Records contained in a dataset:
※ ※ ※

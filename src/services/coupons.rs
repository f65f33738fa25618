use std::sync::Arc;

use chrono::Utc;
use serde::Serialize;
use tracing::instrument;
use utoipa::ToSchema;
use uuid::Uuid;

use crate::entities::coupon;
use crate::errors::ServiceError;
use crate::repositories::CouponRepository;

/// Why a coupon was rejected. Each outcome is distinct so the caller can
/// give a precise user-facing message.
#[derive(Debug, Clone, Copy, PartialEq, Eq, Serialize, ToSchema)]
#[serde(rename_all = "snake_case")]
pub enum CouponRejection {
    NotFound,
    Expired,
    AlreadyUsed,
}

impl CouponRejection {
    pub fn message(&self) -> &'static str {
        match self {
            Self::NotFound => "Coupon code not found",
            Self::Expired => "Coupon has expired",
            Self::AlreadyUsed => "Coupon has already been used",
        }
    }
}

/// Result of validating a coupon code against a user's coupon.
#[derive(Debug, Clone, PartialEq, Eq)]
pub enum CouponValidation {
    Valid { coupon: coupon::Model },
    Rejected(CouponRejection),
}

impl CouponValidation {
    pub fn rejection(&self) -> Option<CouponRejection> {
        match self {
            Self::Valid { .. } => None,
            Self::Rejected(reason) => Some(*reason),
        }
    }
}

/// Read-only coupon validation. Consumption happens at checkout
/// confirmation, not here.
#[derive(Clone)]
pub struct CouponService {
    coupons: Arc<dyn CouponRepository>,
}

impl CouponService {
    pub fn new(coupons: Arc<dyn CouponRepository>) -> Self {
        Self { coupons }
    }

    #[instrument(skip(self))]
    pub async fn validate(
        &self,
        user_id: Uuid,
        code: &str,
    ) -> Result<CouponValidation, ServiceError> {
        let Some(coupon) = self.coupons.find_by_code(user_id, code).await? else {
            return Ok(CouponValidation::Rejected(CouponRejection::NotFound));
        };

        if !coupon.is_active {
            return Ok(CouponValidation::Rejected(CouponRejection::AlreadyUsed));
        }

        if coupon.is_expired(Utc::now()) {
            return Ok(CouponValidation::Rejected(CouponRejection::Expired));
        }

        Ok(CouponValidation::Valid { coupon })
    }
}

#[cfg(test)]
mod tests {
    use super::*;
    use crate::repositories::MockCouponRepository;
    use chrono::Duration;

    fn sample_coupon(user_id: Uuid, active: bool, expires_in_days: i64) -> coupon::Model {
        coupon::Model {
            id: Uuid::new_v4(),
            code: "WELCOME10".to_string(),
            user_id,
            discount_percentage: 10,
            expiration_date: Utc::now() + Duration::days(expires_in_days),
            is_active: active,
            created_at: Utc::now(),
            updated_at: Utc::now(),
        }
    }

    #[tokio::test]
    async fn valid_coupon_passes() {
        let user_id = Uuid::new_v4();
        let coupon = sample_coupon(user_id, true, 30);
        let mut repo = MockCouponRepository::new();
        let returned = coupon.clone();
        repo.expect_find_by_code()
            .returning(move |_, _| Ok(Some(returned.clone())));

        let service = CouponService::new(Arc::new(repo));
        let validation = service.validate(user_id, "WELCOME10").await.unwrap();
        assert_eq!(validation, CouponValidation::Valid { coupon });
    }

    #[tokio::test]
    async fn unknown_code_is_not_found() {
        let mut repo = MockCouponRepository::new();
        repo.expect_find_by_code().returning(|_, _| Ok(None));

        let service = CouponService::new(Arc::new(repo));
        let validation = service
            .validate(Uuid::new_v4(), "NOPE")
            .await
            .unwrap();
        assert_eq!(validation.rejection(), Some(CouponRejection::NotFound));
    }

    #[tokio::test]
    async fn inactive_coupon_is_already_used() {
        let user_id = Uuid::new_v4();
        let coupon = sample_coupon(user_id, false, 30);
        let mut repo = MockCouponRepository::new();
        repo.expect_find_by_code()
            .returning(move |_, _| Ok(Some(coupon.clone())));

        let service = CouponService::new(Arc::new(repo));
        let validation = service.validate(user_id, "WELCOME10").await.unwrap();
        assert_eq!(validation.rejection(), Some(CouponRejection::AlreadyUsed));
    }

    #[tokio::test]
    async fn expired_coupon_is_rejected() {
        let user_id = Uuid::new_v4();
        let coupon = sample_coupon(user_id, true, -1);
        let mut repo = MockCouponRepository::new();
        repo.expect_find_by_code()
            .returning(move |_, _| Ok(Some(coupon.clone())));

        let service = CouponService::new(Arc::new(repo));
        let validation = service.validate(user_id, "WELCOME10").await.unwrap();
        assert_eq!(validation.rejection(), Some(CouponRejection::Expired));
    }
}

※ ※ ※

### PROBLEM TO SOLVE
Repeat each entry exactly as it was given.

### TASK RESULT
filename src/services/coupons.rs
repository f65f33738fa25618
use std::sync::Arc;

use chrono::Utc;
use serde::Serialize;
use tracing::instrument;
use utoipa::ToSchema;
use uuid::Uuid;

use crate::entities::coupon;
use crate::errors::ServiceError;
use crate::repositories::CouponRepository;

/// Why a coupon was rejected. Each outcome is distinct so the caller can
/// give a precise user-facing message.
#[derive(Debug, Clone, Copy, PartialEq, Eq, Serialize, ToSchema)]
#[serde(rename_all = "snake_case")]
pub enum CouponRejection {
    NotFound,
    Expired,
    AlreadyUsed,
}

impl CouponRejection {
    pub fn message(&self) -> &'static str {
        match self {
            Self::NotFound => "Coupon code not found",
            Self::Expired => "Coupon has expired",
            Self::AlreadyUsed => "Coupon has already been used",
        }
    }
}

/// Result of validating a coupon code against a user's coupon.
#[derive(Debug, Clone, PartialEq, Eq)]
pub enum CouponValidation {
    Valid { coupon: coupon::Model },
    Rejected(CouponRejection),
}

impl CouponValidation {
    pub fn rejection(&self) -> Option<CouponRejection> {
        match self {
            Self::Valid { .. } => None,
            Self::Rejected(reason) => Some(*reason),
        }
    }
}

/// Read-only coupon validation. Consumption happens at checkout
/// confirmation, not here.
#[derive(Clone)]
pub struct CouponService {
    coupons: Arc<dyn CouponRepository>,
}

impl CouponService {
    pub fn new(coupons: Arc<dyn CouponRepository>) -> Self {
        Self { coupons }
    }

    #[instrument(skip(self))]
    pub async fn validate(
        &self,
        user_id: Uuid,
        code: &str,
    ) -> Result<CouponValidation, ServiceError> {
        let Some(coupon) = self.coupons.find_by_code(user_id, code).await? else {
            return Ok(CouponValidation::Rejected(CouponRejection::NotFound));
        };

        if !coupon.is_active {
            return Ok(CouponValidation::Rejected(CouponRejection::AlreadyUsed));
        }

        if coupon.is_expired(Utc::now()) {
            return Ok(CouponValidation::Rejected(CouponRejection::Expired));
        }

        Ok(CouponValidation::Valid { coupon })
    }
}

#[cfg(test)]
mod tests {
    use super::*;
    use crate::repositories::MockCouponRepository;
    use chrono::Duration;

    fn sample_coupon(user_id: Uuid, active: bool, expires_in_days: i64) -> coupon::Model {
        coupon::Model {
            id: Uuid::new_v4(),
            code: "WELCOME10".to_string(),
            user_id,
            discount_percentage: 10,
            expiration_date: Utc::now() + Duration::days(expires_in_days),
            is_active: active,
            created_at: Utc::now(),
            updated_at: Utc::now(),
        }
    }

    #[tokio::test]
    async fn valid_coupon_passes() {
        let user_id = Uuid::new_v4();
        let coupon = sample_coupon(user_id, true, 30);
        let mut repo = MockCouponRepository::new();
        let returned = coupon.clone();
        repo.expect_find_by_code()
            .returning(move |_, _| Ok(Some(returned.clone())));

        let service = CouponService::new(Arc::new(repo));
        let validation = service.validate(user_id, "WELCOME10").await.unwrap();
        assert_eq!(validation, CouponValidation::Valid { coupon });
    }

    #[tokio::test]
    async fn unknown_code_is_not_found() {
        let mut repo = MockCouponRepository::new();
        repo.expect_find_by_code().returning(|_, _| Ok(None));

        let service = CouponService::new(Arc::new(repo));
        let validation = service
            .validate(Uuid::new_v4(), "NOPE")
            .await
            .unwrap();
        assert_eq!(validation.rejection(), Some(CouponRejection::NotFound));
    }

    #[tokio::test]
    async fn inactive_coupon_is_already_used() {
        let user_id = Uuid::new_v4();
        let coupon = sample_coupon(user_id, false, 30);
        let mut repo = MockCouponRepository::new();
        repo.expect_find_by_code()
            .returning(move |_, _| Ok(Some(coupon.clone())));

        let service = CouponService::new(Arc::new(repo));
        let validation = service.validate(user_id, "WELCOME10").await.unwrap();
        assert_eq!(validation.rejection(), Some(CouponRejection::AlreadyUsed));
    }

    #[tokio::test]
    async fn expired_coupon_is_rejected() {
        let user_id = Uuid::new_v4();
        let coupon = sample_coupon(user_id, true, -1);
        let mut repo = MockCouponRepository::new();
        repo.expect_find_by_code()
            .returning(move |_, _| Ok(Some(coupon.clone())));

        let service = CouponService::new(Arc::new(repo));
        let validation = service.validate(user_id, "WELCOME10").await.unwrap();
        assert_eq!(validation.rejection(), Some(CouponRejection::Expired));
    }
}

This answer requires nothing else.